How much does it cost to talk to a lawyer about this?
Nothing. Carey & Danis handles class action and data breach cases on a contingency-fee basis, which means there is no upfront cost and no fee unless we recover money for you. Your initial consultation is completely free and confidential.
What should I do right now to protect myself or my child?
The Federal Trade Commission recommends that data breach victims place fraud alerts with the major credit bureaus, review their credit reports, consider freezing their credit, and watch carefully for suspicious emails or messages that appear to come from schools or teachers. For minor children, parents can contact the credit bureaus directly to check whether a credit file exists in the child’s name and request a freeze. You should also document the time you spend on these protective steps — that time may be compensable as part of your claim.

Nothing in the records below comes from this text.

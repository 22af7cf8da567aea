//! Storage seams used by the auth services.
//!
//! Concrete backends live under [`crate::adapters`]; the services only ever see these traits,
//! handed to them at startup through [`Repositories`].

use crate::domain::auth::{RefreshToken, UsedRefreshToken};
use crate::domain::user::{NewUser, User};
use crate::error::Result;
use async_trait::async_trait;
use std::sync::Arc;
use uuid::Uuid;

#[async_trait]
pub trait UserRepository: Send + Sync + std::fmt::Debug {
    /// Persists a user.
    ///
    /// # Errors
    /// Returns `AppError::BadRequest` if the email is already registered.
    async fn create(&self, user: NewUser) -> Result<User>;

    /// Looks a user up by email, ignoring case.
    async fn find_by_email(&self, email: &str) -> Result<Option<User>>;

    async fn find_by_id(&self, id: Uuid) -> Result<Option<User>>;

    /// Checks that the backend is reachable.
    async fn ping(&self) -> Result<()> {
        Ok(())
    }
}

/// Active refresh grants. Holds at most one grant per `(user_id, device_id)`.
#[async_trait]
pub trait RefreshTokenRepository: Send + Sync + std::fmt::Debug {
    async fn find_by_hash(&self, token_hash: &str) -> Result<Option<RefreshToken>>;

    /// Stores `token`, atomically replacing any grant for the same user and device.
    async fn upsert_for_device(&self, token: &RefreshToken) -> Result<()>;

    /// Deletes the grant identified by `old_hash` and stores `replacement` as one unit.
    ///
    /// Returns `false`, leaving storage untouched, when `old_hash` no longer exists.
    async fn rotate(&self, old_hash: &str, replacement: &RefreshToken) -> Result<bool>;

    /// Returns whether a grant was deleted.
    async fn delete_by_hash(&self, token_hash: &str) -> Result<bool>;

    async fn delete_all_for_user(&self, user_id: Uuid) -> Result<u64>;

    async fn list_for_user(&self, user_id: Uuid) -> Result<Vec<RefreshToken>>;

    async fn delete_expired(&self) -> Result<u64>;
}

/// Append-only ledger of refresh tokens that have been exchanged.
#[async_trait]
pub trait UsedTokenRepository: Send + Sync + std::fmt::Debug {
    /// Records a consumed token. Recording the same token twice is a no-op.
    async fn record(&self, used: &UsedRefreshToken) -> Result<()>;

    /// Finds an unexpired ledger entry.
    async fn find_by_hash(&self, token_hash: &str) -> Result<Option<UsedRefreshToken>>;

    /// Drops entries whose copied grant expiry has passed.
    async fn purge_expired(&self) -> Result<u64>;
}

#[derive(Clone, Debug)]
pub struct Repositories {
    pub users: Arc<dyn UserRepository>,
    pub refresh_tokens: Arc<dyn RefreshTokenRepository>,
    pub used_tokens: Arc<dyn UsedTokenRepository>,
}

impl Repositories {
    #[must_use]
    pub fn memory() -> Self {
        use crate::adapters::memory::{MemoryRefreshTokenRepository, MemoryUsedTokenRepository, MemoryUserRepository};

        Self {
            users: Arc::new(MemoryUserRepository::new()),
            refresh_tokens: Arc::new(MemoryRefreshTokenRepository::new()),
            used_tokens: Arc::new(MemoryUsedTokenRepository::new()),
        }
    }

    #[must_use]
    pub fn postgres(pool: crate::adapters::database::DbPool) -> Self {
        use crate::adapters::database::{PgRefreshTokenRepository, PgUsedTokenRepository, PgUserRepository};

        Self {
            users: Arc::new(PgUserRepository::new(pool.clone())),
            refresh_tokens: Arc::new(PgRefreshTokenRepository::new(pool.clone())),
            used_tokens: Arc::new(PgUsedTokenRepository::new(pool)),
        }
    }
}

Will I have to go to court or testify?
In almost every class action, the vast majority of class members never appear in court or give testimony. The named plaintiff and class representatives carry that burden on behalf of everyone in the class. Most class members participate simply by submitting a claim form if and when a settlement or judgment is reached.
Why Carey & Danis
Carey & Danis represents plaintiffs in complex class action and mass tort litigation across the country, including data privacy and data breach cases. The firm is co-counsel for the plaintiff in Sarkis v. Instructure, Inc. and is actively investigating claims on behalf of additional students, parents, and school employees affected by the Canvas breach. Carey & Danis has recovered hundreds of millions of dollars for clients nationwide in consumer protection, privacy, and product liability cases. There is no fee unless we win.
Source: Sarkis v. Instructure, Inc., No. 2:26-cv-00380-DBP, Class Action Complaint filed in the U.S. District Court for the District of Utah on May 6, 2026. This post is based on publicly available information and the allegations in the filed complaint. The allegations have not been proven in court.